2. Bartenstein, Plassnik und Molterer sind endlich draußen.
3. …mal nachdenken….ein dritter Punkt fällt mir ganr nicht mehr ein.
Die SPÖ ist genauso umgefallen wie unter Gusenbauer, die SChlüsselressorts sind nach wie vor in schwarzer Hand und die Verhandlungen haben meiner Meinung gezeigt, dass die negative Streikultur der letzten Regierung zwar nicht so offensichtlich, sehr wohl aber unter der Hand weitergeführt werden wird.
Die SPÖ muss schon sehr verzweifelt sein, wenn sie auf Aktionen wie den Gusi-Hunderter für alle zurückgreifen muss. Mittlerweile wirkt die ganze Partei wie ein Ertrinkender, der hilflos um sich schlagend versucht, seinem Schicksal zu entrinnen und dennoch dem Untergang geweiht ist.
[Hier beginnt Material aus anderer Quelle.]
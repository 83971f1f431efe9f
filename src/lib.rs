//! Procedural city generation
//!
//! A standalone library that grows a stylized city over a fractal terrain:
//! primary roads between jittered intersections, secondary roads inside every
//! cell, and blocks cut into building lots. The output is plain geometry,
//! suitable for any mesh builder or game engine.
//!
//! # Quick Start
//!
//! ```rust,no_run
//! use rust_city_generator::*;
//!
//! // Generate a city
//! let config = CityConfigBuilder::new()
//!     .name("Springfield")
//!     .seed(42)
//!     .approximate_intersections(16).unwrap()
//!     .urbanization(1.5).unwrap()
//!     .build().unwrap();
//!
//! let city = City::generate(config).unwrap();
//!
//! for cell in city.cells() {
//!     println!("{} cell with {} lots", cell.profile(), cell.lots().count());
//! }
//! ```
//!
//! # Features
//!
//! - `spatial-index` (default): Enables O(log n) nearest-intersection and cell lookups using KD-tree
//! - `serde`: Enables serialization support for configuration and geometry

// Modules
pub mod error;
pub mod config;
pub mod geometry;
pub mod terrain;
pub mod graph;
pub mod roads;
pub mod cell;
pub mod block;
pub mod city;

mod sampling;

#[cfg(feature = "spatial-index")]
pub mod spatial;

// Re-export core types for convenience
pub use error::{CityError, Result};
pub use config::{CityConfig, CityConfigBuilder, RoadNetworkConfig, TerrainConfig};
pub use geometry::{BoundingBox, EdgeKey, Point, Polygon, Segment};
pub use terrain::{HeightField, HeightFieldState};
pub use graph::{extract_primitives, planar_graph_cycles, PlanarGraph, Primitive, PrimitiveKind};
pub use roads::{IntersectionGrid, RoadNetwork};
pub use cell::{Cell, CellBoundary, CellProfile, ControlProfile};
pub use block::{Block, BuildingArchetype, Lot, LotSubdivider, RectanglePose};
pub use city::City;

#[cfg(feature = "spatial-index")]
pub use spatial::SpatialIndex;

// Re-export glam::DVec2 for convenience
pub use glam::DVec2;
Man kann nur hoffen, dass dieses Spektakel nach der nächsten wahl vorbei ist. Mittlerweile bin ich sogar schon so weit, dass ich für vier Jahre einen schwarzen Kanzler aushalten würde, wenn das eine Verbesserung bringen könnte.
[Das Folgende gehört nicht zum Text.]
//! Secondary road growth inside a cell
//!
//! Roads start as short perpendicular spurs off the longest boundary roads
//! and branch outward round by round. Every candidate segment runs through
//! four snap tests in order; the first one that fires rejects the segment
//! and, when the attempt joins, connects its start to the nearby geometry
//! instead.

use std::collections::BTreeSet;

use glam::DVec2;
use rand::Rng;
use tracing::{debug, trace};

use super::{CellBoundary, CellProfile, ControlProfile};
use crate::geometry::{
    distance_squared, line_intersection_point, line_to_point_distance_squared, project_on_line,
    projection_is_on_segment, segment_intersection, Point,
};
use crate::graph::PlanarGraph;
use crate::sampling::gaussian;
use crate::terrain::HeightField;

/// Lifecycle of a [`RoadsCell`]
#[derive(Debug, Clone, Copy, PartialEq, Eq)]
pub enum GrowthState {
    /// No secondary roads yet
    Uninitialized,
    /// Growth rounds in progress
    Growing,
    /// Growth finished and terrain flattened under the roads
    Done,
}

/// Land cell with a secondary road network
#[derive(Debug, Clone)]
pub struct RoadsCell {
    boundary: CellBoundary,
    profile: CellProfile,
    control: ControlProfile,
    graph: PlanarGraph,
    /// Boundary road samples that secondary roads connect to
    joined: BTreeSet<Point>,
    state: GrowthState,
    rounds: usize,
}

impl RoadsCell {
    /// Create an empty cell with the given control parameters
    pub fn new(boundary: CellBoundary, profile: CellProfile, control: ControlProfile) -> Self {
        Self {
            boundary,
            profile,
            control,
            graph: PlanarGraph::new(),
            joined: BTreeSet::new(),
            state: GrowthState::Uninitialized,
            rounds: 0,
        }
    }

    /// Cell boundary
    #[inline]
    pub fn boundary(&self) -> &CellBoundary {
        &self.boundary
    }

    /// Classification of the cell
    #[inline]
    pub fn profile(&self) -> CellProfile {
        self.profile
    }

    /// Growth parameters
    #[inline]
    pub fn control(&self) -> &ControlProfile {
        &self.control
    }

    /// Secondary road graph
    #[inline]
    pub fn graph(&self) -> &PlanarGraph {
        &self.graph
    }

    /// Current lifecycle state
    #[inline]
    pub fn state(&self) -> GrowthState {
        self.state
    }

    /// Number of growth rounds run
    #[inline]
    pub fn rounds(&self) -> usize {
        self.rounds
    }

    /// Low-level boundary reduced to the corners and the samples where
    /// secondary roads join it
    pub fn med_cycle(&self) -> Vec<Point> {
        let corners: BTreeSet<Point> = self.boundary.high().vertices().iter().copied().collect();
        self.boundary
            .low_cycle()
            .into_iter()
            .filter(|p| corners.contains(p) || self.joined.contains(p))
            .collect()
    }

    /// Grow the secondary network, then level the terrain under every road
    pub fn generate<R: Rng + ?Sized>(&mut self, terrain: &mut HeightField, rng: &mut R) {
        self.grow(rng);
        for (a, b) in self.graph.edges().collect::<Vec<_>>() {
            terrain.flatten_segment(a, b, None, None);
        }
        self.state = GrowthState::Done;
        debug!(
            profile = %self.profile,
            nodes = self.graph.node_count(),
            edges = self.graph.edge_count(),
            rounds = self.rounds,
            "grew secondary roads"
        );
    }

    /// Run the growth rounds without touching the terrain
    pub fn grow<R: Rng + ?Sized>(&mut self, rng: &mut R) {
        self.state = GrowthState::Growing;
        let mut extremities = self.seed_extremities(rng);

        while !extremities.is_empty() && self.rounds < self.control.max_rounds {
            let mut next = Vec::new();
            for pt in extremities {
                next.extend(self.grow_from(pt, rng));
            }
            self.rounds += 1;
            trace!(round = self.rounds, extremities = next.len(), "growth round");
            extremities = next;
        }
    }

    /// Spurs grown perpendicular to the longest boundary roads
    fn seed_extremities<R: Rng + ?Sized>(&mut self, rng: &mut R) -> Vec<Point> {
        let mut order: Vec<usize> = (0..self.boundary.edge_roads().len()).collect();
        let lengths: Vec<f64> = self
            .boundary
            .high()
            .edges()
            .map(|(a, b)| distance_squared(a, b))
            .collect();
        // Stable sort keeps the ring order among equal lengths
        order.sort_by(|&i, &j| lengths[j].total_cmp(&lengths[i]));

        let mut extremities = Vec::new();
        for &edge in order.iter().take(self.control.starting_points) {
            let road = &self.boundary.edge_roads()[edge];
            if road.len() < 2 {
                continue;
            }
            let r = gaussian(rng, 0.5, 0.2).clamp(0.0, 0.95);
            let i = ((road.len() - 1) as f64 * r).floor() as usize;
            let (s, t) = (road[i], road[(i + 1).min(road.len() - 1)]);

            let direction = t.vec() - s.vec();
            let length = direction.length();
            if length == 0.0 {
                continue;
            }
            // Right-hand normal points into a clockwise cell
            let inward = DVec2::new(direction.y, -direction.x) * (self.control.segment_size / length);
            let p = Point::from(s.vec() + inward);
            if self.graph.add_edge(s, p) {
                self.joined.insert(s);
                extremities.push(p);
            }
        }
        extremities
    }

    fn grow_from<R: Rng + ?Sized>(&mut self, pt: Point, rng: &mut R) -> Vec<Point> {
        let Some(prev) = self.graph.neighbors(pt).next() else {
            return Vec::new();
        };
        let control = self.control;
        let edge_angle = (pt.y - prev.y).atan2(pt.x - prev.x);
        let region = control.span_angle / control.degree as f64;

        let mut new_extremities = Vec::new();
        for i in 0..control.degree {
            let r = gaussian(rng, 0.5, control.angle_deviation).clamp(0.0, 1.0);
            let angle = edge_angle - control.span_angle / 2.0 + region * (i as f64 + r);
            let new_pt = Point::new(
                pt.x + control.segment_size * angle.cos(),
                pt.y + control.segment_size * angle.sin(),
            );
            let join = rng.gen::<f64>() < control.join_probability;
            if !self.snap(pt, new_pt, join) && self.graph.add_edge(pt, new_pt) {
                new_extremities.push(new_pt);
            }
        }
        new_extremities
    }

    /// Run the snap tests in order; `true` means the segment is rejected
    pub fn snap(&mut self, a: Point, b: Point, join: bool) -> bool {
        !self.inside_cycle_test(a, b, join)
            || !self.edge_intersection_test(a, b, join)
            || !self.node_distance_test(a, b, join)
            || !self.edge_distance_test(a, b, join)
    }

    /// Keep `a → b` only if `b` stays inside the cell and away from its border
    ///
    /// On join, `a` connects to the closest sample of the boundary road.
    pub fn inside_cycle_test(&mut self, a: Point, b: Point, join: bool) -> bool {
        let snap_sq = self.control.snap_size.powi(2);
        let edges: Vec<(Point, Point)> = self.boundary.high().edges().collect();

        for (index, (e0, e1)) in edges.into_iter().enumerate() {
            let u = e1.vec() - e0.vec();
            let v = b.vec() - e0.vec();
            let outside = u.perp_dot(v) > 0.0;
            if outside || line_to_point_distance_squared((e0, e1), b) < snap_sq {
                if join {
                    let nearest = self.boundary.edge_roads()[index]
                        .iter()
                        .copied()
                        .min_by(|p, q| distance_squared(*p, a).total_cmp(&distance_squared(*q, a)));
                    if let Some(p) = nearest {
                        if self.connect(a, p) {
                            self.joined.insert(p);
                        }
                    }
                }
                return false;
            }
        }
        true
    }

    /// Keep `a → b` only if it crosses no existing road
    ///
    /// On join, the crossed road closest to `a` is split at the crossing and
    /// `a` connects there, unless that road already touches `a`'s neighbors.
    pub fn edge_intersection_test(&mut self, a: Point, b: Point, join: bool) -> bool {
        let crossing = self
            .graph
            .edges()
            .filter(|&edge| segment_intersection(edge, (a, b)))
            .map(|edge| (edge, line_intersection_point(edge, (a, b))))
            .min_by(|(_, x), (_, y)| {
                let dx = x.map_or(f64::INFINITY, |x| distance_squared(a, x));
                let dy = y.map_or(f64::INFINITY, |y| distance_squared(a, y));
                dx.total_cmp(&dy)
            });
        let Some(((c, d), point)) = crossing else {
            return true;
        };

        let near_a = |p: Point| p == a || self.graph.contains_edge(a, p);
        if join && !near_a(c) && !near_a(d) {
            if let Some(x) = point {
                if let Some(q) = self.graph.split_edge_merging(c, d, x) {
                    self.connect(a, q);
                }
            }
        }
        false
    }

    /// Keep `a → b` only if no existing node lies within snap distance of it
    /// (ahead of `a`)
    ///
    /// On join, `a` connects directly to that node.
    pub fn node_distance_test(&mut self, a: Point, b: Point, join: bool) -> bool {
        let snap_sq = self.control.snap_size.powi(2);
        let ab = b.vec() - a.vec();
        let length_sq = ab.length_squared();
        if length_sq == 0.0 {
            return true;
        }

        let nodes: Vec<Point> = self.graph.nodes().collect();
        for c in nodes {
            if c == a {
                continue;
            }
            let r = (c.vec() - a.vec()).dot(ab) / length_sq;
            if r < 0.0 {
                continue;
            }
            let dist_sq = if r < 1.0 {
                line_to_point_distance_squared((a, b), c)
            } else {
                distance_squared(b, c)
            };
            if dist_sq < snap_sq {
                if join && !self.graph.contains_edge(a, c) {
                    self.connect(a, c);
                }
                return false;
            }
        }
        true
    }

    /// Keep `a → b` only if `b` is not within snap distance of an existing road
    ///
    /// On join, that road is split at the projection of `b` and `a` connects
    /// there, unless the road starts or ends at `a`.
    pub fn edge_distance_test(&mut self, a: Point, b: Point, join: bool) -> bool {
        let snap_sq = self.control.snap_size.powi(2);
        let edges: Vec<(Point, Point)> = self.graph.edges().collect();
        for (c, d) in edges {
            if !projection_is_on_segment((c, d), b) {
                continue;
            }
            if line_to_point_distance_squared((c, d), b) < snap_sq {
                if join && a != c && a != d {
                    let proj = project_on_line((c, d), b);
                    if let Some(q) = self.graph.split_edge_merging(c, d, proj) {
                        self.connect(a, q);
                    }
                }
                return false;
            }
        }
        true
    }

    /// Add the joining edge `a–q` unless it would cross an existing road
    fn connect(&mut self, a: Point, q: Point) -> bool {
        if self.graph.edges().any(|edge| segment_intersection(edge, (a, q))) {
            return false;
        }
        self.graph.add_edge(a, q)
    }

    #[cfg(test)]
    pub(crate) fn graph_mut(&mut self) -> &mut PlanarGraph {
        &mut self.graph
    }
}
Zitat Sozialminister Buchinger: „Mit einer ÖVP, die zu gemeinsam beschlossenen Gesetzen nicht steht, kann man keinen Staat machen.“ Das stimmt. Nur trifft diese Aussagen genauso auf die SPÖ zu.
Was wir Tag für Tag mit der großen Koalition erleben, ist eine Politik der Hemmungen und des Stillstandes. Keine der beiden Parteien ist bereit, auch nur einen Millimeter von ihrer Position abzurücken und einen Spielraum für Verhandlungen zu schaffen. Da SPÖ & ÖVP diesen Fehler nie bei sich selber, sehr wohl aber beim jeweiligen Partner erkennen, werfen deren Vertreter sich in schöner Regelmäßigkeit vor, nicht paktfähig zu sein. Dass sie damit das ganze Land bremsen, sehen sie nicht.
Die beiden Koalitionsparteien müssen endlich begreifen, dass Politik vor allem aus Kompromissen besteht und dass die Bürger durch dieses ewige Hickhack immer politikverdrossener werden. Und dies führt am Ende dazu, dass sich kein Mensch mehr für Wahlen, etc… interessiert.